Sunday, December 27, 2009


2006-Mi Sueno-Russian River-Pinot Noir-Ulises Vineyard - Clear, medium garnet color with a purple rim. Aromas of cola, sasparilla, cherry soda, fresh raspberries, sweet red apples, fennel and raw beef. In the mouth it's ripe and youthful. Licorice laced raspberries and cherries mix with red apple skin and peppery flowers, cola and tamarind. Acid was moderate+ and tannin was moderate. Good length. Hold until summer 2010.

2007-Domaine la Monardiere-Vacqueyras-Les 2 Monardes - Medium ruby, just clear. Aromas of grilled pork, light caramel, dried herbs, brush, and blackberries as well as fresh ripe strawberries and red plum mix. In the mouth it's very youthful. Acid is still fresh, tannins are firm and ripe, and the fruit is hidden under a layer of black pepper corns, fresh blue flower petals and anise.
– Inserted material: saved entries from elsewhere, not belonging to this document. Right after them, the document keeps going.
//! API error types.

use axum::{
    http::StatusCode,
    response::{IntoResponse, Response},
    Json,
};
use serde_json::json;
use thiserror::Error;

#[derive(Debug, Error)]
pub enum ApiError {
    #[error("Failed to bind {addr}: {source}")]
    Bind {
        addr: String,
        #[source]
        source: std::io::Error,
    },

    #[error("Server error: {0}")]
    Serve(#[from] std::io::Error),

    #[error("Bad request: {0}")]
    BadRequest(String),
}

impl IntoResponse for ApiError {
    fn into_response(self) -> Response {
        let (status, code) = match &self {
            ApiError::BadRequest(_) => (StatusCode::BAD_REQUEST, "bad_request"),
            _ => (StatusCode::INTERNAL_SERVER_ERROR, "internal_error"),
        };
        let body = json!({ "ok": false, "error": code, "message": self.to_string() });
        (status, Json(body)).into_response()
    }
}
The alcohol was mod+, but balanced thru a long finish. I recommend cellaring for 6 months or more is recommended or up to 10 years.
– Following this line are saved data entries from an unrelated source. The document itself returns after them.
use super::*;
use std::sync::Arc;
use std::time::Duration;

use serde_json::json;
use tempfile::TempDir;

async fn memory_set(values: Vec<serde_json::Value>) -> (Arc<MemoryClaimStorage>, Arc<ClaimedSet>) {
    let storage = Arc::new(MemoryClaimStorage::with_values(values));
    let set = ClaimedSet::load(storage.clone()).await;
    (storage, set)
}

#[tokio::test]
async fn test_load_empty_storage() {
    let storage = Arc::new(MemoryClaimStorage::new());
    let set = ClaimedSet::load(storage).await;
    assert!(set.is_empty());
    assert_eq!(set.snapshot(), Vec::<u64>::new());
}

#[tokio::test]
async fn test_load_drops_malformed_entries() {
    let (_, set) = memory_set(vec![
        json!(5),
        json!("7"),
        json!("abc"),
        json!(-1),
        json!(0),
        json!(null),
        json!(3.0),
        json!(2.5),
    ])
    .await;
    assert_eq!(set.snapshot(), vec![3, 5, 7]);
}

#[tokio::test]
async fn test_add_is_idempotent() {
    let (storage, set) = memory_set(vec![]).await;

    assert!(set.add(42).await);
    assert!(!set.add(42).await);
    assert!(set.contains(42));
    assert_eq!(set.len(), 1);
    assert_eq!(storage.write_count(), 1);
    assert_eq!(storage.stored(), Some(vec![json!(42)]));
}

#[tokio::test]
async fn test_add_rejects_zero() {
    let (storage, set) = memory_set(vec![]).await;
    assert!(!set.add(0).await);
    assert!(set.is_empty());
    assert_eq!(storage.write_count(), 0);
}

#[tokio::test]
async fn test_merge_writes_once() {
    let (storage, set) = memory_set(vec![json!(2)]).await;

    let added = set.merge([1, 2, 3, 3, 0]).await;
    assert_eq!(added, 2);
    assert_eq!(set.snapshot(), vec![1, 2, 3]);
    assert_eq!(storage.write_count(), 1);

    assert_eq!(set.merge([1, 2]).await, 0);
    assert_eq!(storage.write_count(), 1);
}

#[tokio::test(flavor = "multi_thread", worker_threads = 4)]
async fn test_concurrent_disjoint_adds() {
    let (storage, set) = memory_set(vec![]).await;

    let a = {
        let set = set.clone();
        tokio::spawn(async move {
            for id in 1..=50 {
                set.add(id).await;
            }
        })
    };
    let b = {
        let set = set.clone();
        tokio::spawn(async move { set.merge(51..=100).await })
    };
    a.await.unwrap();
    b.await.unwrap();

    assert_eq!(set.snapshot(), (1..=100).collect::<Vec<_>>());
    let stored = storage.stored().unwrap();
    assert_eq!(stored.len(), 100);
}

#[tokio::test]
async fn test_failed_write_keeps_memory() {
    let storage = Arc::new(MemoryClaimStorage::new());
    let set = ClaimedSet::load(storage.clone()).await;
    storage.set_fail_writes(true);

    assert!(set.add(9).await);
    assert!(set.contains(9));
    assert_eq!(storage.stored(), None);
}

#[tokio::test]
async fn test_external_change_is_observed() {
    let (storage, set) = memory_set(vec![json!(1)]).await;
    let _sync = set.spawn_sync();

    storage.write_external(Some(vec![json!(1), json!(8)]));
    for _ in 0..50 {
        if set.contains(8) {
            break;
        }
        tokio::time::sleep(Duration::from_millis(10)).await;
    }
    assert_eq!(set.snapshot(), vec![1, 8]);

    storage.write_external(None);
    for _ in 0..50 {
        if set.is_empty() {
            break;
        }
        tokio::time::sleep(Duration::from_millis(10)).await;
    }
    assert!(set.is_empty());
}

#[tokio::test]
async fn test_file_storage_missing_file_reads_none() {
    let dir = TempDir::new().unwrap();
    let storage = FileClaimStorage::new(dir.path().join("claimed.json"))
        .await
        .unwrap();
    assert!(storage.read().await.unwrap().is_none());
}

#[tokio::test]
async fn test_file_storage_document_format() {
    let dir = TempDir::new().unwrap();
    let path = dir.path().join("nested").join("claimed.json");
    let storage = FileClaimStorage::new(&path).await.unwrap();

    storage.write(&[3, 11]).await.unwrap();

    let content = std::fs::read_to_string(&path).unwrap();
    let doc: serde_json::Value = serde_json::from_str(&content).unwrap();
    assert_eq!(doc, json!({ "claimedNumbers": [3, 11] }));
    assert!(!dir.path().join("nested").join("claimed.json.tmp").exists());
}

#[tokio::test]
async fn test_file_storage_malformed_document() {
    let dir = TempDir::new().unwrap();
    let path = dir.path().join("claimed.json");
    std::fs::write(&path, "{ not json").unwrap();

    let storage = Arc::new(FileClaimStorage::new(&path).await.unwrap());
    assert!(storage.read().await.is_err());

    let set = ClaimedSet::load(storage).await;
    assert!(set.is_empty());
}

#[tokio::test]
async fn test_file_storage_wrong_shape_reads_none() {
    let dir = TempDir::new().unwrap();
    let path = dir.path().join("claimed.json");
    std::fs::write(&path, r#"{"claimedNumbers": "nope"}"#).unwrap();

    let storage = FileClaimStorage::new(&path).await.unwrap();
    assert!(storage.read().await.unwrap().is_none());
}

#[tokio::test]
async fn test_restart_durability() {
    let dir = TempDir::new().unwrap();
    let path = dir.path().join("claimed.json");

    {
        let storage = Arc::new(FileClaimStorage::new(&path).await.unwrap());
        let set = ClaimedSet::load(storage).await;
        set.add(4).await;
        set.merge([10, 2]).await;
    }

    let storage = Arc::new(FileClaimStorage::new(&path).await.unwrap());
    let set = ClaimedSet::load(storage).await;
    assert_eq!(set.snapshot(), vec![2, 4, 10]);
}

#[tokio::test]
async fn test_resync_keeps_set_on_partial_write() {
    let dir = TempDir::new().unwrap();
    let path = dir.path().join("claimed.json");
    let storage = Arc::new(FileClaimStorage::new(&path).await.unwrap());
    let set = ClaimedSet::load(storage.clone()).await;
    set.merge([1, 2, 3]).await;

    std::fs::write(&path, r#"{"claimedNumbers": [1, 2,"#).unwrap();
    set.resync().await;
    assert_eq!(set.snapshot(), vec![1, 2, 3]);

    set.add(9).await;
    let on_disk = storage.read().await.unwrap().unwrap();
    assert_eq!(on_disk, vec![json!(1), json!(2), json!(3), json!(9)]);
}

#[tokio::test]
async fn test_resync_keeps_set_on_empty_file() {
    let dir = TempDir::new().unwrap();
    let path = dir.path().join("claimed.json");
    let storage = Arc::new(FileClaimStorage::new(&path).await.unwrap());
    let set = ClaimedSet::load(storage).await;
    set.merge([4, 5]).await;

    std::fs::write(&path, "").unwrap();
    set.resync().await;
    assert_eq!(set.snapshot(), vec![4, 5]);
}

#[tokio::test]
async fn test_resync_follows_deletion_and_rewrite() {
    let dir = TempDir::new().unwrap();
    let path = dir.path().join("claimed.json");
    let storage = Arc::new(FileClaimStorage::new(&path).await.unwrap());
    let set = ClaimedSet::load(storage).await;
    set.merge([1, 2]).await;

    std::fs::write(&path, r#"{"claimedNumbers": [7]}"#).unwrap();
    set.resync().await;
    assert_eq!(set.snapshot(), vec![7]);

    std::fs::remove_file(&path).unwrap();
    set.resync().await;
    assert!(set.is_empty());
}

async fn wait_until(set: &ClaimedSet, cond: impl Fn(&ClaimedSet) -> bool) -> bool {
    for _ in 0..100 {
        if cond(set) {
            return true;
        }
        tokio::time::sleep(Duration::from_millis(50)).await;
    }
    cond(set)
}

#[tokio::test(flavor = "multi_thread", worker_threads = 2)]
async fn test_file_watch_observes_external_edits() {
    let dir = TempDir::new().unwrap();
    let path = dir.path().join("claimed.json");
    let storage = Arc::new(FileClaimStorage::new(&path).await.unwrap());
    storage.watch().unwrap();
    storage.watch().unwrap();

    let set = ClaimedSet::load(storage.clone()).await;
    let _sync = set.spawn_sync();
    set.add(1).await;

    std::fs::write(&path, r#"{"claimedNumbers": [1, 12]}"#).unwrap();
    assert!(wait_until(&set, |s| s.contains(12)).await);
    assert_eq!(set.snapshot(), vec![1, 12]);

    // Another writer replacing the file through a rename.
    let staged = dir.path().join("staged.json");
    std::fs::write(&staged, r#"{"claimedNumbers": [1, 12, 30]}"#).unwrap();
    std::fs::rename(&staged, &path).unwrap();
    assert!(wait_until(&set, |s| s.contains(30)).await);

    std::fs::remove_file(&path).unwrap();
    assert!(wait_until(&set, |s| s.is_empty()).await);
}

#[tokio::test(flavor = "multi_thread", worker_threads = 2)]
async fn test_file_watch_ignores_unrelated_files() {
    let dir = TempDir::new().unwrap();
    let path = dir.path().join("claimed.json");
    let storage = Arc::new(FileClaimStorage::new(&path).await.unwrap());
    storage.watch().unwrap();
    let mut changes = storage.subscribe();

    std::fs::write(dir.path().join("other.json"), "{}").unwrap();
    let got = tokio::time::timeout(Duration::from_millis(500), changes.recv()).await;
    assert!(got.is_err());

    std::fs::write(&path, r#"{"claimedNumbers": [3]}"#).unwrap();
    let got = tokio::time::timeout(Duration::from_secs(5), changes.recv()).await;
    assert!(matches!(got, Ok(Ok(()))));
}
2006-Ch. Paradis-Cote d'Aix en Provence-red wine-(Modern)-$19 - 14.5% alc, a blend of Cabernet, Syrah and Grenache. Black/ruby color, with a nose of licorice, minerals, violets and chocolate over blackberry, sweet black cherry and plum fruits. Fully tannic and very Earthy while at the same time high in alcohol and with sweet-ripe fruit. Very much a new world style.
We had roast chicken sandwiches on freshly baked rolls with melted Cheddar.

Joe's Birthday Present


I bought this for Mr. Trez for his birthday a few years ago, he was nice enough to open it with us this winter.


Had to be there to believe it!


A special side by side of: 2006 Ornellaia, 2005 Ch. Rauzan Segla and 2005 Pine Ridge Fortis Cabernet.
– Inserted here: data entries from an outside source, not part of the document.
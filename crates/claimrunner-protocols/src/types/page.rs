//! Messages exchanged with the page-side agent.

use serde::{Deserialize, Serialize};

use super::ReferencePoint;

/// Command sent to the page agent. Fire-and-forget; results land in a [`Slot`].
#[derive(Debug, Clone, PartialEq)]
pub enum DriverCommand {
    /// Show the one-shot calibration overlay.
    InstallCapture,
    /// Replay a pointer click at the point, then attempt the claim.
    ClickAt(ReferencePoint),
    /// Only attempt the claim control.
    FindAndClickClaim,
}

impl DriverCommand {
    pub fn name(&self) -> &'static str {
        match self {
            DriverCommand::InstallCapture => "installCapture",
            DriverCommand::ClickAt(_) => "clickAt",
            DriverCommand::FindAndClickClaim => "findAndClickClaim",
        }
    }
}

/// Pollable result slot on the page.
#[derive(Debug, Clone, Copy, PartialEq, Eq)]
pub enum Slot {
    /// The captured calibration point.
    Point,
    /// The report of the most recent command.
    LastResult,
}

/// Value read from a [`Slot`].
#[derive(Debug, Clone, PartialEq)]
pub enum SlotValue {
    Point(ReferencePoint),
    Report(DriverReport),
}

/// Report written by the page agent after a command.
#[derive(Debug, Clone, PartialEq, Serialize, Deserialize)]
#[serde(tag = "event", rename_all = "snake_case")]
pub enum DriverReport {
    CaptureInstalled,
    PointCaptured {
        point: ReferencePoint,
    },
    ClickAt {
        click: ClickOutcome,
        #[serde(default)]
        claim: Option<ClaimCheck>,
    },
    ClaimAttempt {
        #[serde(flatten)]
        claim: ClaimCheck,
    },
}

/// Outcome of a synthetic click.
#[derive(Debug, Clone, PartialEq, Eq, Default, Serialize, Deserialize)]
pub struct ClickOutcome {
    pub ok: bool,
    #[serde(default, skip_serializing_if = "Option::is_none")]
    pub attempts: Option<u32>,
    #[serde(default, skip_serializing_if = "Option::is_none")]
    pub error: Option<String>,
}

/// Result of looking for (and pressing) the claim control.
#[derive(Debug, Clone, PartialEq, Eq, Default, Serialize, Deserialize)]
pub struct ClaimCheck {
    pub found: bool,
    #[serde(default, skip_serializing_if = "Option::is_none")]
    pub method: Option<String>,
    #[serde(default, skip_serializing_if = "Option::is_none")]
    pub text: Option<String>,
    #[serde(default, skip_serializing_if = "Option::is_none")]
    pub error: Option<String>,
}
Pre Release Tasting Notes for Pine Ridge Chardonnay and Oakville Cab -

Pre Release Tasting Notes:


My tasting notes:
 Pine Ridge - 2008 - Dijon Clones -Carneros Chardonnay -
 Starbright, clear, medium+ yellow gold still hinting towards green.
 In the nose: yellow apple, baked pear, fresh cut white peach, crystallized sugar, lime leaf, grapefruit zest, light toast and just proofed bread dough.
 Dry, medium bodied and dense, acid is medium plus, and has a long finish.  The fruits are layered with Gala, Yellow Delicious and ripe Granny Smith apples as well as Bosc Pear, toasted hazelnut, crusty bread,   and creamy lees anchor the mid-palette and finish.  A touch of heat at 14.1%, adds spice to the finish. 

Pine Ridge - 20006 - Oakville - Cabernet Sauvignon -
 Clear, bright, and of high concentration of color – deep black/garnet with a garnet/red rim.
 In the nose: black cherry, red cherry, red plum, cassis and red currant; backed with light caramel, black olive and Oak notes of bleached cedar and pine.
 Very dry, and minerally with a slight iodine note reflective of Iron rich soils.  The fruit is ripe, flesh driven and nearly all black: plum, currant& cherry, with a bit of black peppercorn and tar.
 Acid is moderate+, (13.9%, with a slight tingle on the tip of the tongue) as is the tannin and length of finish.  A balanced wine which (typical of 2006) is gorgeous aromatically.  Drink from early 2010 to 2018.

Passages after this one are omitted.